Exercise aim :: Reproduce the entries below exactly, but only from the line containing "Header bytes needed" to the line containing "[major, b'.', minor]", inclusive.

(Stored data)
———
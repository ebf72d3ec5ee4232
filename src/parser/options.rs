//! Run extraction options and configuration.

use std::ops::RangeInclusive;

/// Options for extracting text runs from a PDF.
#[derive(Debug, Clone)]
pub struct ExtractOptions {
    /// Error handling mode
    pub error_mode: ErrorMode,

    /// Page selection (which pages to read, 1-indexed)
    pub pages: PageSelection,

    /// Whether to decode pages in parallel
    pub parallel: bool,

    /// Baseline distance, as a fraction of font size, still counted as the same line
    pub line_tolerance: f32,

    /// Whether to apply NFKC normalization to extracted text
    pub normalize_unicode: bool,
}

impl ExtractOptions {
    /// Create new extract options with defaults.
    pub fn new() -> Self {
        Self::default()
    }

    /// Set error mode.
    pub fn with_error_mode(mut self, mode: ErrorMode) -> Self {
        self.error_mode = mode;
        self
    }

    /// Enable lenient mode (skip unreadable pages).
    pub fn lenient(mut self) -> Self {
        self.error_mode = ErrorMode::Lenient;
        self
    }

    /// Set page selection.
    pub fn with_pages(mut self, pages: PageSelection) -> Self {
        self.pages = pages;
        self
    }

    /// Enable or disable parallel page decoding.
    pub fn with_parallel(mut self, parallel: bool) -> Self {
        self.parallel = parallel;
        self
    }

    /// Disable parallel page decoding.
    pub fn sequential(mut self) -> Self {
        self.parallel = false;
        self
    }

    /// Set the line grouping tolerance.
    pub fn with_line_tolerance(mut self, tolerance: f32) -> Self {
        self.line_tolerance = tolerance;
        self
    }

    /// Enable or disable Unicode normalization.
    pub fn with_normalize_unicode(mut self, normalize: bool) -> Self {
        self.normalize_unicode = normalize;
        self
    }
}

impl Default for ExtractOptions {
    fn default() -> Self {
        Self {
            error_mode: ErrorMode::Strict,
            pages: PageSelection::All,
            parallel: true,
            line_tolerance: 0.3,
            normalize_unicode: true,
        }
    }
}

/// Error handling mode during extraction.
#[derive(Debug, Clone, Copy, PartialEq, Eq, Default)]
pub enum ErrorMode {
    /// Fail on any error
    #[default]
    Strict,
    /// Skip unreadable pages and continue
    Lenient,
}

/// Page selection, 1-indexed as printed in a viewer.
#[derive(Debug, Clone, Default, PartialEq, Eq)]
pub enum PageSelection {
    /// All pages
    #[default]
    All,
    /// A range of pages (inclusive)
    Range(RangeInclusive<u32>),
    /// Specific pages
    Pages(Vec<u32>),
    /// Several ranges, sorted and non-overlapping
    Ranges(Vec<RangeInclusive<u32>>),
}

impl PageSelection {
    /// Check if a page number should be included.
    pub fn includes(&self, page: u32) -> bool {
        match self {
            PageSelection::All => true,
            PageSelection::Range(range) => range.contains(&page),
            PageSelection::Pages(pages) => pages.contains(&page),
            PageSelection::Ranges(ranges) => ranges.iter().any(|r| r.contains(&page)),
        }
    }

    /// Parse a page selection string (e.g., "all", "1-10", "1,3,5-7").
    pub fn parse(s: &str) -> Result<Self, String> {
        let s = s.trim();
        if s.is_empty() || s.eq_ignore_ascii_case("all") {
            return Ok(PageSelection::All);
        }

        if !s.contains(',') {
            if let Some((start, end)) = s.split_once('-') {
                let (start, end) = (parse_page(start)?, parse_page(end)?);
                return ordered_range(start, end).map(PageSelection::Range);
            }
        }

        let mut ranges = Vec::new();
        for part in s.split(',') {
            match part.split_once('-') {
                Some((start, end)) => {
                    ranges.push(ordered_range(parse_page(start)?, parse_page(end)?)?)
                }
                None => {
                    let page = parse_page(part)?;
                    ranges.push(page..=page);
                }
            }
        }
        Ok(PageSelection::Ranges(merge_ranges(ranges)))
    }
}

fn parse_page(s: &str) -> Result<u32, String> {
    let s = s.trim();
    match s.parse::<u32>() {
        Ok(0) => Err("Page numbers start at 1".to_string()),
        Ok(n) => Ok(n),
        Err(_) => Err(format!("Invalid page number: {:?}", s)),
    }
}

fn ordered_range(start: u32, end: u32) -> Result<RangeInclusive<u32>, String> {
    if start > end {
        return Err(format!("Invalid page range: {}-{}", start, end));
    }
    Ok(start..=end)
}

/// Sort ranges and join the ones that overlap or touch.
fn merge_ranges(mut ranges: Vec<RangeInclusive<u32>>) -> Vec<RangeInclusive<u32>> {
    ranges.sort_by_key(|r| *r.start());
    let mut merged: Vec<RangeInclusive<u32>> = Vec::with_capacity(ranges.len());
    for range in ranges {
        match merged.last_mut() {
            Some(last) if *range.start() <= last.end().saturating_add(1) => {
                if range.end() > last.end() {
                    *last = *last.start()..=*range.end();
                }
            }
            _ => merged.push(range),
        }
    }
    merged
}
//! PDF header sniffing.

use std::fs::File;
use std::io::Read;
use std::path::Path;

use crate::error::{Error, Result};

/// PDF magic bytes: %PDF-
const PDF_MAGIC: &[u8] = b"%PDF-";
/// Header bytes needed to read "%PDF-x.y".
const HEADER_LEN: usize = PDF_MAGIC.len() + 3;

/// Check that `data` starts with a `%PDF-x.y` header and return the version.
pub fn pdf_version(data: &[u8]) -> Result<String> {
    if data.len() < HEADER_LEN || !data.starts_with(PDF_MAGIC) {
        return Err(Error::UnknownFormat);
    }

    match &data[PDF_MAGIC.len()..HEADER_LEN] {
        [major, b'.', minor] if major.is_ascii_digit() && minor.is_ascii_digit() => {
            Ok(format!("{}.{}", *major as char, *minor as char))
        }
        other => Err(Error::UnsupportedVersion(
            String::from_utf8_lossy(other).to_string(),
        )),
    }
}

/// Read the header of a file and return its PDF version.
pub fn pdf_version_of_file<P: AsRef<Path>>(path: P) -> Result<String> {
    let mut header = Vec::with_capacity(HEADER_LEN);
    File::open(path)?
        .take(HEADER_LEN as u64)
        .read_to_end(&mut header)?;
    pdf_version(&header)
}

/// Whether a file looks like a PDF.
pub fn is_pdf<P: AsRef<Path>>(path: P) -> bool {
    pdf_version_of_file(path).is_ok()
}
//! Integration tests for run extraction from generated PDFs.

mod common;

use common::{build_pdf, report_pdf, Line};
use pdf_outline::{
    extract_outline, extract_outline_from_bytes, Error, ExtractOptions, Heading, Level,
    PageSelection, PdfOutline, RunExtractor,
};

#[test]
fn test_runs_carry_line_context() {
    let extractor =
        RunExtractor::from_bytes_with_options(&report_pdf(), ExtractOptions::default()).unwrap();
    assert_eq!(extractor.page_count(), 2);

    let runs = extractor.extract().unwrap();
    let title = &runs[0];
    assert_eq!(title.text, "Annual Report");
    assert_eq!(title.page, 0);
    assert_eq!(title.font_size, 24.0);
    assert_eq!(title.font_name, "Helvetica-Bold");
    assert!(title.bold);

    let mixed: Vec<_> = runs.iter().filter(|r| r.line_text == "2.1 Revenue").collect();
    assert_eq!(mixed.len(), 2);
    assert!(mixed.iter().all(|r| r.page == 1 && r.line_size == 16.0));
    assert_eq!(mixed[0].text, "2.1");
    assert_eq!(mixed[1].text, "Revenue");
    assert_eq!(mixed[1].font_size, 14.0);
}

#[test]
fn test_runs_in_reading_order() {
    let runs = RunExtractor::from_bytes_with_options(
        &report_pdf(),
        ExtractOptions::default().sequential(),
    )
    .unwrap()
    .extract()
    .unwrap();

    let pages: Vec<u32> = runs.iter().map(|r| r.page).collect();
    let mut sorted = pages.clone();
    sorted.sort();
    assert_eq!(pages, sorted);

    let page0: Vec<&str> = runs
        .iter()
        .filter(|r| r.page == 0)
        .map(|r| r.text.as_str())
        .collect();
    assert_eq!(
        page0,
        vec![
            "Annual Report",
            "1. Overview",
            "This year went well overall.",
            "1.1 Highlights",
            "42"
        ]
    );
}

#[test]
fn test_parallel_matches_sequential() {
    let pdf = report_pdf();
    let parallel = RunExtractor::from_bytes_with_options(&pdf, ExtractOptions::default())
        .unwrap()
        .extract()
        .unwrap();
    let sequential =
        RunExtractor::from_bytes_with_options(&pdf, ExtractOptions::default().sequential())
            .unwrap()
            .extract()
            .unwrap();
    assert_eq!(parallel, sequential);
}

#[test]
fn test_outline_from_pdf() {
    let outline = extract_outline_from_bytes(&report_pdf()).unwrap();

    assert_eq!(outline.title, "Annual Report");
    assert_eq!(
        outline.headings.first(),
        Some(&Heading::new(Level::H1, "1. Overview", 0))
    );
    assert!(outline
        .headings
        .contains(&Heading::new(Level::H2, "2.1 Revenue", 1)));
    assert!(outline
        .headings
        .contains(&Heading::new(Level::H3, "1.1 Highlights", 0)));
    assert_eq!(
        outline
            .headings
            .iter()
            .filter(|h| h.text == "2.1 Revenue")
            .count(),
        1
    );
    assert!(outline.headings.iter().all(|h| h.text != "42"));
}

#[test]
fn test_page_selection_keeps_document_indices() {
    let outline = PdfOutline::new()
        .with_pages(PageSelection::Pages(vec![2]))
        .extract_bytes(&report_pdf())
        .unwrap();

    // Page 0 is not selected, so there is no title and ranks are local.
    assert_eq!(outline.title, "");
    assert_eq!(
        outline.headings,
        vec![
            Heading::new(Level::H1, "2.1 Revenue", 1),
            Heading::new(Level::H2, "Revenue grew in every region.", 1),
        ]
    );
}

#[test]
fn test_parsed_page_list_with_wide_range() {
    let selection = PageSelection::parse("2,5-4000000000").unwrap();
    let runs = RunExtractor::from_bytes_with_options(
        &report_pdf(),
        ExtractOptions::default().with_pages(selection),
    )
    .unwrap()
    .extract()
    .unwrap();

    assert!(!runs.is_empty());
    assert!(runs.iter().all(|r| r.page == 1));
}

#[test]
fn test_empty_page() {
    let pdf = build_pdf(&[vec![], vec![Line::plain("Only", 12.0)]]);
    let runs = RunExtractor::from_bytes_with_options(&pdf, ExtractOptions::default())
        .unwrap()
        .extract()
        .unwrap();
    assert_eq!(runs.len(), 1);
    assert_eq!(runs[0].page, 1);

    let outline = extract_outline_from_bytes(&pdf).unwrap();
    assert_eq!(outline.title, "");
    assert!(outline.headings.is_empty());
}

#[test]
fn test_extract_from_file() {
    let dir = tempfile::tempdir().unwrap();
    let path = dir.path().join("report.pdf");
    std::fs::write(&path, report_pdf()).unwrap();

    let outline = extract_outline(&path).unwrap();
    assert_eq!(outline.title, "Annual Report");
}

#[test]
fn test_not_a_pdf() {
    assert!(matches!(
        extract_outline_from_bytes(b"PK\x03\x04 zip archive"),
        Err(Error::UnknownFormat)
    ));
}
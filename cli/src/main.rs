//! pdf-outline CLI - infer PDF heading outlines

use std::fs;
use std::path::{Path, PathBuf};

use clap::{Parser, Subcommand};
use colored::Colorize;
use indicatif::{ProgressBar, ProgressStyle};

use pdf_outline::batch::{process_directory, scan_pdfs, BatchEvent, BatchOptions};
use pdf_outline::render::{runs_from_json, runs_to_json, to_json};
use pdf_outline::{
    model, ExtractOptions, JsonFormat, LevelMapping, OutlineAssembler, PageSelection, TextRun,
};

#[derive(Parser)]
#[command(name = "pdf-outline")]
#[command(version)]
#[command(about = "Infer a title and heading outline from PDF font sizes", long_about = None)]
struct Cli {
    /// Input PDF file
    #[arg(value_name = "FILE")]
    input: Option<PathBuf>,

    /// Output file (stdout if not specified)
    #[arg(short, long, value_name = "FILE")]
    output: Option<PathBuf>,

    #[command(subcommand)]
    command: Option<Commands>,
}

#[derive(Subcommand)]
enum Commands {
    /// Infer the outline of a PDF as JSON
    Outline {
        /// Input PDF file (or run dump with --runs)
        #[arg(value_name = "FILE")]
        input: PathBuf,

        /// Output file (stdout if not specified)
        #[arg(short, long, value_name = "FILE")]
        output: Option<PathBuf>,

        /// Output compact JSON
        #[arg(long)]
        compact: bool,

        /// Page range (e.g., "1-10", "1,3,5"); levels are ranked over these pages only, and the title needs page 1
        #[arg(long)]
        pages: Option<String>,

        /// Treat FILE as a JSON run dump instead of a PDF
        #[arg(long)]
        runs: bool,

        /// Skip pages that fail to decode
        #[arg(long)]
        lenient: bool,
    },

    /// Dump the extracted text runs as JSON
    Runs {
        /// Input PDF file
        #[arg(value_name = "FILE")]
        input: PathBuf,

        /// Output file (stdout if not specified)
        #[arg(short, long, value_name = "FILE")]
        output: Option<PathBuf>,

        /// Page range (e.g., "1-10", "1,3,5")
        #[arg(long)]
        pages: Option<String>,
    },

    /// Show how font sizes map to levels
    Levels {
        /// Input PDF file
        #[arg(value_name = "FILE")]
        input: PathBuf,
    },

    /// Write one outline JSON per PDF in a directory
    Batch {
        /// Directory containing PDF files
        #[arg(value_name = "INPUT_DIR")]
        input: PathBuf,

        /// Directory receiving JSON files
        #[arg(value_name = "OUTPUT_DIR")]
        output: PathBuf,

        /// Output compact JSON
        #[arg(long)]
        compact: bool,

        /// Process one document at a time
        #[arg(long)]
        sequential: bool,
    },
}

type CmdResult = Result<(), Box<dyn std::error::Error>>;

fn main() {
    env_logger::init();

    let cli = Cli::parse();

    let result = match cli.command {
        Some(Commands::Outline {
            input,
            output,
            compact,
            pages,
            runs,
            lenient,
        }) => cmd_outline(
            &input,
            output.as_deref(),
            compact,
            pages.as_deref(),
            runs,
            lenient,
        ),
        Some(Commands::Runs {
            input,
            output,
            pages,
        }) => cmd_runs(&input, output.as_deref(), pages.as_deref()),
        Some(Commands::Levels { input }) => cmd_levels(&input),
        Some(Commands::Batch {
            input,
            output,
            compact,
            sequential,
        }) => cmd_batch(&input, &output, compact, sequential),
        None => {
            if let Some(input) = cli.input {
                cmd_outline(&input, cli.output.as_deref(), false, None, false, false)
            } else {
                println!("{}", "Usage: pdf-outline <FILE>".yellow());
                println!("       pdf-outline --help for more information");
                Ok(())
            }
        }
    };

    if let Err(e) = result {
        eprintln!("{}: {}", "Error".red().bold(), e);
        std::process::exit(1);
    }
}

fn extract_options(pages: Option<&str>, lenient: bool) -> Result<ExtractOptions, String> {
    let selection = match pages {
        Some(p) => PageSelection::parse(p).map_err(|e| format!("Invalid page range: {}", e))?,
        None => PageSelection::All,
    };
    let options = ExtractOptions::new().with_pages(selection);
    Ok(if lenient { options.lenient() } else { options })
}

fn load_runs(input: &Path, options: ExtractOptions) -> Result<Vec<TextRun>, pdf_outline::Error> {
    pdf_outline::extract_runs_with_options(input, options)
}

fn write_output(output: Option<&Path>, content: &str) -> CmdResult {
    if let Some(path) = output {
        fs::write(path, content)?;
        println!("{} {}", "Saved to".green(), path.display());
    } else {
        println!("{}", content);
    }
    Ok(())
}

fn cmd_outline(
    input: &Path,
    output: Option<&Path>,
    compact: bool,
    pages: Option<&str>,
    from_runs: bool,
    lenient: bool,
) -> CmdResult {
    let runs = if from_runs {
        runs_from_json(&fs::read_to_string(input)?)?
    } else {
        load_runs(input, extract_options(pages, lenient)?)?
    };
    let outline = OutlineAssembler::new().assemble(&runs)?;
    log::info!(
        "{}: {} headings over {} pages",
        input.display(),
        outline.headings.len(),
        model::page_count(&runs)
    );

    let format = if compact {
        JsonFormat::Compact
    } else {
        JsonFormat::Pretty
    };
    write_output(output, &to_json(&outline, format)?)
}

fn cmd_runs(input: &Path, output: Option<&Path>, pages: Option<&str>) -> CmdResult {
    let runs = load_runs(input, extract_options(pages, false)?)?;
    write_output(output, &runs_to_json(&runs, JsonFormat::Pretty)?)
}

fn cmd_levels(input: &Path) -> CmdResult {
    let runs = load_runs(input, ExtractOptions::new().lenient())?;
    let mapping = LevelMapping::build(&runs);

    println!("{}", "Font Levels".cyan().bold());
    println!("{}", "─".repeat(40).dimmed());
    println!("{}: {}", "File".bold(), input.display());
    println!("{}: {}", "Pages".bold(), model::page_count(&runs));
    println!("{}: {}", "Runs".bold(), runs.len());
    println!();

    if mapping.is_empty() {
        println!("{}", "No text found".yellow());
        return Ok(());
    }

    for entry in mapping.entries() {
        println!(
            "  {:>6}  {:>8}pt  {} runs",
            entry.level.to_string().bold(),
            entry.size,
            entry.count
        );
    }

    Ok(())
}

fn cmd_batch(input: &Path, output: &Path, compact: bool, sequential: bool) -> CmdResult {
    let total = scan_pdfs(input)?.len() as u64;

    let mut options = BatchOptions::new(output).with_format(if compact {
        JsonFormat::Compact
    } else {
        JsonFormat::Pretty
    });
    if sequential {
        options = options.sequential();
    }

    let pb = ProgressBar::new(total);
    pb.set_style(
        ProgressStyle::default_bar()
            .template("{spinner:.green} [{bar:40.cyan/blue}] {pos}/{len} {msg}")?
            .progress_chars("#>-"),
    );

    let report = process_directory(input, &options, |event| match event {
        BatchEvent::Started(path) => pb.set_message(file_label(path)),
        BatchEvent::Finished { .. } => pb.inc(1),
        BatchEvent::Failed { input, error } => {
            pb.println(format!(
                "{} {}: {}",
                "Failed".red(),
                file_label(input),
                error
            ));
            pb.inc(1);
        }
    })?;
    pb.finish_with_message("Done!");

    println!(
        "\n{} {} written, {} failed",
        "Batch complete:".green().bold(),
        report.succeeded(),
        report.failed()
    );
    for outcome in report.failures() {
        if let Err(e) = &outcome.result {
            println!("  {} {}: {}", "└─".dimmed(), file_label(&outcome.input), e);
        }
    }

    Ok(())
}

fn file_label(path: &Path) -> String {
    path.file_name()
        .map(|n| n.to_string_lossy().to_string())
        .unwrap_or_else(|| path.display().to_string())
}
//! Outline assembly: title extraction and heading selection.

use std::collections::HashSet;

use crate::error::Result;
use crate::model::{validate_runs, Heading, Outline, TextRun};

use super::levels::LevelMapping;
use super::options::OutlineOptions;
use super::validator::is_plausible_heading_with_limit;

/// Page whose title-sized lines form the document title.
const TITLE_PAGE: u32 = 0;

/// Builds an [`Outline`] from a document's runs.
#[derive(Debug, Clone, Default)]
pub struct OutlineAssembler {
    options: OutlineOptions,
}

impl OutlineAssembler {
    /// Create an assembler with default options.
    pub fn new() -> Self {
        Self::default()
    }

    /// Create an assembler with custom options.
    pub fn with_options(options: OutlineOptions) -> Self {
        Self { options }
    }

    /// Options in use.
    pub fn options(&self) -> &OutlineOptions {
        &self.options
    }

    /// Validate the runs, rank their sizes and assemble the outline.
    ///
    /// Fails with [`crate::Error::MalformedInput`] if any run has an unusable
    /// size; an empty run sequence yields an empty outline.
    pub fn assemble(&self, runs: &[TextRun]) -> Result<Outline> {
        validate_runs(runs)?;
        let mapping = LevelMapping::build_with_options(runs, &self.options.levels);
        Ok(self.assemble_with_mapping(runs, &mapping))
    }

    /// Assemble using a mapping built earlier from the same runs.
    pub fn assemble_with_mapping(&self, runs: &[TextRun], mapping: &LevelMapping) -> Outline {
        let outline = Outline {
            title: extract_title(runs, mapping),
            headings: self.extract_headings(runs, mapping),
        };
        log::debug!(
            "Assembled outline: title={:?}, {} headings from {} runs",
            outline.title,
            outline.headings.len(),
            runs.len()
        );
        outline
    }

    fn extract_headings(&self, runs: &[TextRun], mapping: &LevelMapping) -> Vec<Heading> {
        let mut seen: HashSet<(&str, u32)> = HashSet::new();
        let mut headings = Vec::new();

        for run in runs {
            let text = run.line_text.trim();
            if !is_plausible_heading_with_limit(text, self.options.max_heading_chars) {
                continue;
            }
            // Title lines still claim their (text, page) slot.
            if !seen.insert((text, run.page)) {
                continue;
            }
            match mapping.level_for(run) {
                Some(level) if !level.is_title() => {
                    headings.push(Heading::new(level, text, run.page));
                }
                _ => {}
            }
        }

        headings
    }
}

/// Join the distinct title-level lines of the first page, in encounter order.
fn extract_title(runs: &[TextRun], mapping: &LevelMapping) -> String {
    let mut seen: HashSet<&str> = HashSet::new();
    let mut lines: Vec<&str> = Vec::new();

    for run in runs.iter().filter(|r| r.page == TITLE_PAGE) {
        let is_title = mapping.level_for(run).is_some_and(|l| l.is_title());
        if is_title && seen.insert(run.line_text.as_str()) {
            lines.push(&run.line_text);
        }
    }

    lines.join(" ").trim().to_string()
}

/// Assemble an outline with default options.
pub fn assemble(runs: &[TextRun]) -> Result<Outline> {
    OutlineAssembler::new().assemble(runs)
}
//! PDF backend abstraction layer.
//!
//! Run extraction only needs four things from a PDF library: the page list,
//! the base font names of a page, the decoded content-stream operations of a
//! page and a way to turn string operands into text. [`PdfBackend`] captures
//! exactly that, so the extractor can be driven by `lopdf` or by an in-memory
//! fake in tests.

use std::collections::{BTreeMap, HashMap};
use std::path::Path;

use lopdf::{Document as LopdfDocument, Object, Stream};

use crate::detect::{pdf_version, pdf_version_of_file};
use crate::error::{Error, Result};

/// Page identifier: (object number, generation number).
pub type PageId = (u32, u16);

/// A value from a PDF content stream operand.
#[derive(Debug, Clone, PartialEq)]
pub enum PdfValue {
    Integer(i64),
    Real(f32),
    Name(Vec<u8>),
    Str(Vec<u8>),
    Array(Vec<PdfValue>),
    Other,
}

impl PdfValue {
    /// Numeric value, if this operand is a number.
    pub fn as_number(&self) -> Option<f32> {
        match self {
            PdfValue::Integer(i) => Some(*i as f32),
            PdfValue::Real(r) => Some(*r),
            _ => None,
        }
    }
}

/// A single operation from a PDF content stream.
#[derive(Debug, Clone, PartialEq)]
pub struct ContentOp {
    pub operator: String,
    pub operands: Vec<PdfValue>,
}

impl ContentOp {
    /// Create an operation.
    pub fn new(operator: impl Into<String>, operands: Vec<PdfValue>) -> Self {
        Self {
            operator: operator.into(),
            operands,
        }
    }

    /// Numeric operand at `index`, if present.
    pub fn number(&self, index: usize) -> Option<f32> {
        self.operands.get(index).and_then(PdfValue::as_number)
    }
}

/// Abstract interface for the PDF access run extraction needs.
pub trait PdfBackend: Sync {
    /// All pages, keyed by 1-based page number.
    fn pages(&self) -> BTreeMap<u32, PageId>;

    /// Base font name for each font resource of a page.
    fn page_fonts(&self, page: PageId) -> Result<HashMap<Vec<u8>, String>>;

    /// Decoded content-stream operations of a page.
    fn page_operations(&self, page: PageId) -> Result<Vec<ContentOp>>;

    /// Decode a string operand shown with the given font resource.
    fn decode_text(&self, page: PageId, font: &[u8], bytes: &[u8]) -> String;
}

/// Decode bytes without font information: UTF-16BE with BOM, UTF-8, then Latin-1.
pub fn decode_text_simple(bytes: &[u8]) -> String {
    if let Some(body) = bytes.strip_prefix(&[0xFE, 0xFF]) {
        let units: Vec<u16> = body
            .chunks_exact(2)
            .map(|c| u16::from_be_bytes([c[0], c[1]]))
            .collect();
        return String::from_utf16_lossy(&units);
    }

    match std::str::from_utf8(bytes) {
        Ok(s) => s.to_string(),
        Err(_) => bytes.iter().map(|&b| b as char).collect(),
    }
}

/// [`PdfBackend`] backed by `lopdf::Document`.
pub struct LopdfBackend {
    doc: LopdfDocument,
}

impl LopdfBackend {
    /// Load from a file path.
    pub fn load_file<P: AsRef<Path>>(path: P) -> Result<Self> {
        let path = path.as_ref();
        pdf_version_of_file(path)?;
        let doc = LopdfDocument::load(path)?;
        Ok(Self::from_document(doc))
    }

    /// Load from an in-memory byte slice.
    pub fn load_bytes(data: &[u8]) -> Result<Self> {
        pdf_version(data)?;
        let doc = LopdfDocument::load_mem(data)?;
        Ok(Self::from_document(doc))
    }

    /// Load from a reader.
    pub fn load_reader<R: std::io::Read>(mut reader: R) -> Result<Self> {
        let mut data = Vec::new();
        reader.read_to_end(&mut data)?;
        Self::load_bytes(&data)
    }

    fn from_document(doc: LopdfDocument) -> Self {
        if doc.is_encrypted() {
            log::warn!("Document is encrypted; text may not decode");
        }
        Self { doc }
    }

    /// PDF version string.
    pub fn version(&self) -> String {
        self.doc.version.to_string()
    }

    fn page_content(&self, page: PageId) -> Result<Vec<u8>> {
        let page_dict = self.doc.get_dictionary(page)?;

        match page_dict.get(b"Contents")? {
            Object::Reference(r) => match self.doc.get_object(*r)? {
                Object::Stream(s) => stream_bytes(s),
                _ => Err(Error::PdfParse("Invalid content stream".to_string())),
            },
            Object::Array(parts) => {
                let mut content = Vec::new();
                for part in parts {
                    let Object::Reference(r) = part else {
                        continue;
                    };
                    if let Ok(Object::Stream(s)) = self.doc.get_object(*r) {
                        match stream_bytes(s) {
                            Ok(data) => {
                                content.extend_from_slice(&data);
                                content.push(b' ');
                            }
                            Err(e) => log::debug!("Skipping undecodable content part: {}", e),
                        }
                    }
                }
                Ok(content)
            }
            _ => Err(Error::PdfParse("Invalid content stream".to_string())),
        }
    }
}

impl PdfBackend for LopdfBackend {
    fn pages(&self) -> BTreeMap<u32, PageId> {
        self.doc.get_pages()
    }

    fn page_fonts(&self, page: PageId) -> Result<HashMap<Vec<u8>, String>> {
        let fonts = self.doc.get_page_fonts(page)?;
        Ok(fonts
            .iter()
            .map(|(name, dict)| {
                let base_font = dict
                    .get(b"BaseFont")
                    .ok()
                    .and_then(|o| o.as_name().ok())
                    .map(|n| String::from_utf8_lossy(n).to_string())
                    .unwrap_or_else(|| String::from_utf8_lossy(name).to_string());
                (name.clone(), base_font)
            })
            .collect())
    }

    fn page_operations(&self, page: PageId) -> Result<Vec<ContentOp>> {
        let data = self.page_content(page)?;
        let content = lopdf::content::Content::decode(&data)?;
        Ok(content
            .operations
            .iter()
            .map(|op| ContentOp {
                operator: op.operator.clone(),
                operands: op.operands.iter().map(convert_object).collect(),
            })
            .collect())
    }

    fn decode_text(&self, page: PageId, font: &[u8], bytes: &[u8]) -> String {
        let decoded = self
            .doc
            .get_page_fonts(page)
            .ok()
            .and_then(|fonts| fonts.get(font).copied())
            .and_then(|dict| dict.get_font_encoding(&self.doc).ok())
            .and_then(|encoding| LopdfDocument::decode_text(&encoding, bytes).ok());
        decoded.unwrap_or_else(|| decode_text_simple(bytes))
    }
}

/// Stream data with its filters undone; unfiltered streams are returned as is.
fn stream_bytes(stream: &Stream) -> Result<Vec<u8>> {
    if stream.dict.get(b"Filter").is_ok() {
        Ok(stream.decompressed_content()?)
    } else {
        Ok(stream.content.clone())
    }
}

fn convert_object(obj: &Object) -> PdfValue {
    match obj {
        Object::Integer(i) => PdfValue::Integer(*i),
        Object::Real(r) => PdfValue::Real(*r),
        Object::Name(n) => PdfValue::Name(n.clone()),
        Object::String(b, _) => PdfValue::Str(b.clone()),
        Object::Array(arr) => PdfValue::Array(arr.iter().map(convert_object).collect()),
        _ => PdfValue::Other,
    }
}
———
Response to the task ::
/// Header bytes needed to read "%PDF-x.y".
const HEADER_LEN: usize = PDF_MAGIC.len() + 3;

/// Check that `data` starts with a `%PDF-x.y` header and return the version.
pub fn pdf_version(data: &[u8]) -> Result<String> {
    if data.len() < HEADER_LEN || !data.starts_with(PDF_MAGIC) {
        return Err(Error::UnknownFormat);
    }

    match &data[PDF_MAGIC.len()..HEADER_LEN] {
        [major, b'.', minor] if major.is_ascii_digit() && minor.is_ascii_digit() => {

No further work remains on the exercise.